Charmed Lives in Greece: Ghika, Craxton, Leigh Fermor

I was in England for a few days, and I saw an incredible number of incredible things1 which I will slowly recount as I remember them with renewed excitement. One of those incredible things was this completely random little exhibition2 right off the hellscape that is Room 43 at the British Museum. It was called Charmed Lives in Greece. It was awesome. Patrick Leigh Fermor had permeated my bubble of focus at some point as a “read someday” kind of guy, now elevated to a “read immediately” kind of guy, but I’d never really heard of John Craxton or Nikos Hadjikyriakos-Ghika. I particularly loved the interplay between the three, and especially the signed books they had out. As much as I’m a sucker for the NYRB classics, they really lose something without those Craxton covers.4

I’m always drawn in by peeks into community among creative workers. That’s one of the big reasons I was so head over heels for In the Land of Pain, and probably one of the reasons I always come back to the compulsively self-documenting French. I love seeing the interplay between different creative minds. In In the Land of Pain, there’s this anecdote about something someone said about surgery being like a knife through a banana, if I remember correctly, and I just loved how that statement echoes and worms its way into so many minds, which is only possible because they were in a moment together. There’s just something really fascinating about that. So, independently, a lot of what’s in this exhibition really is great, but I think it’s viewing it together that finally got my attention.5

Anyway, I read The Violins of Saint Jacques on the plane home because they happened to have it at a bookstore, and it was better than fine but really just okay, but I’m really excited to read A Time of Gifts. Always nice to find yourself drowning in a new obsession.

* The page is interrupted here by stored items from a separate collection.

//! Shared renderings of a record: broadcast summary text and tabular rows.

use chrono::{DateTime, Utc};
use rollcall_rs_protocol::IntakeRecord;

/// Column order used by every row-shaped sink (CSV, SQLite, cloud sheet).
pub const ROW_HEADER: &[&str] = &[
    "submitted_at",
    "user_id",
    "username",
    "school",
    "grade",
    "full_name",
    "phone",
];

/// Markdown summary relayed to a broadcast chat.
pub fn summary_markdown(record: &IntakeRecord) -> String {
    let mut lines = vec![
        "🧾 *New participant*".to_string(),
        String::new(),
        format!("👤 Name: {}", record.full_name),
        format!("🏫 School: {}", record.school),
        format!("📚 Grade: {}", record.grade),
    ];
    if let Some(phone) = &record.phone {
        lines.push(format!("📱 Phone: {phone}"));
    }
    lines.push(format!("🆔 ID: `{}`", record.user_id));
    lines.push(format!("👤 Handle: {}", record.display_handle()));
    lines.join("\n")
}

/// One spreadsheet/database row for the record, stamped with the write time.
pub fn row_cells(record: &IntakeRecord, submitted_at: DateTime<Utc>) -> Vec<String> {
    vec![
        submitted_at.to_rfc3339(),
        record.user_id.to_string(),
        record.username.clone().unwrap_or_default(),
        record.school.clone(),
        record.grade.clone(),
        record.full_name.clone(),
        record.phone.clone().unwrap_or_default(),
    ]
}

#[cfg(test)]
mod tests {
    use super::{row_cells, summary_markdown, ROW_HEADER};
    use chrono::Utc;
    use pretty_assertions::assert_eq;
    use rollcall_rs_protocol::IntakeRecord;

    fn record() -> IntakeRecord {
        IntakeRecord {
            user_id: 42,
            username: Some("aziz".to_string()),
            school: "Lyceum 1".to_string(),
            grade: "9".to_string(),
            full_name: "Aziz Karimov".to_string(),
            phone: Some("+998901234567".to_string()),
        }
    }

    #[test]
    fn summary_lists_every_answer() {
        let summary = summary_markdown(&record());
        assert!(summary.contains("Aziz Karimov"));
        assert!(summary.contains("Lyceum 1"));
        assert!(summary.contains("Grade: 9"));
        assert!(summary.contains("+998901234567"));
        assert!(summary.contains("`42`"));
        assert!(summary.contains("@aziz"));
    }

    #[test]
    fn summary_omits_the_phone_line_when_not_collected() {
        let mut record = record();
        record.phone = None;
        assert!(!summary_markdown(&record).contains("Phone"));
    }

    #[test]
    fn row_cells_match_the_header_order() {
        let now = Utc::now();
        let cells = row_cells(&record(), now);
        assert_eq!(cells.len(), ROW_HEADER.len());
        assert_eq!(cells[0], now.to_rfc3339());
        assert_eq!(
            &cells[1..],
            &[
                "42".to_string(),
                "aziz".to_string(),
                "Lyceum 1".to_string(),
                "9".to_string(),
                "Aziz Karimov".to_string(),
                "+998901234567".to_string(),
            ]
        );
    }
}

It’s on until July 15th! Go see it if you can. It’s small but I really liked it. It’s also near all the Minoan stuff by the way!

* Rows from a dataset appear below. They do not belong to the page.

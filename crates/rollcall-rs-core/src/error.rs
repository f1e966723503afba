//! Error types for the core intake crate.

use rollcall_rs_protocol::TransportError;
use thiserror::Error;

/// Errors returned by intake engine operations.
#[derive(Debug, Error)]
pub enum CoreError {
    /// A required field was still unset when the sequence completed.
    #[error("field {0} missing from completed sequence")]
    MissingField(&'static str),
    /// An outbound transport call failed.
    #[error("transport error: {0}")]
    Transport(#[from] TransportError),
}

It’s entirely possible I fell in love with John Craxton’s cats.
  1. A sample: Assyrian wonders, Titian cheetahs, much theater, much Shakespeare, Beheading of Lady Jane Grey, the incredible cruise ship exhibition at the V&A, so many books I was too lazy to carry, the Franklin Expedition statue thing, the transport museum in Coventry, one truly beautiful afternoon walk with a lot of cygnets, an infinity of fast casual meals, and all the stuff I’m forgetting but took notes on. By notes I mean pictures of placards on my phone.
  2. I always do a double take whether this should be exhibit or exhibition. Wikipedia exonerates me: it’s confusing because I’m American.
  3. I love this room because it has all the things and leads to all the things. I hate this room because it echoes and is full of school groups and rude tourists is more or less tailor made to give me a panic attack. This trip I made it, oh, five minutes? And then had to reassess the situation over a sandwich. This particular combination of noise, crowds, and uncertain navigation, coupled with my desperate need to look at something closely, married to my knowledge that such is going to be impossible and will always be impossible, gives birth to the blinding nothing that is being overwhelmed by crowds.
  4. Rich benefactor, who art imaginary, please bestow these signed first editions upon me. Amen.
  5. Also I’m going to Crete in the fall for a week-ish and so I’m full-steam ahead on a Greece infatuation.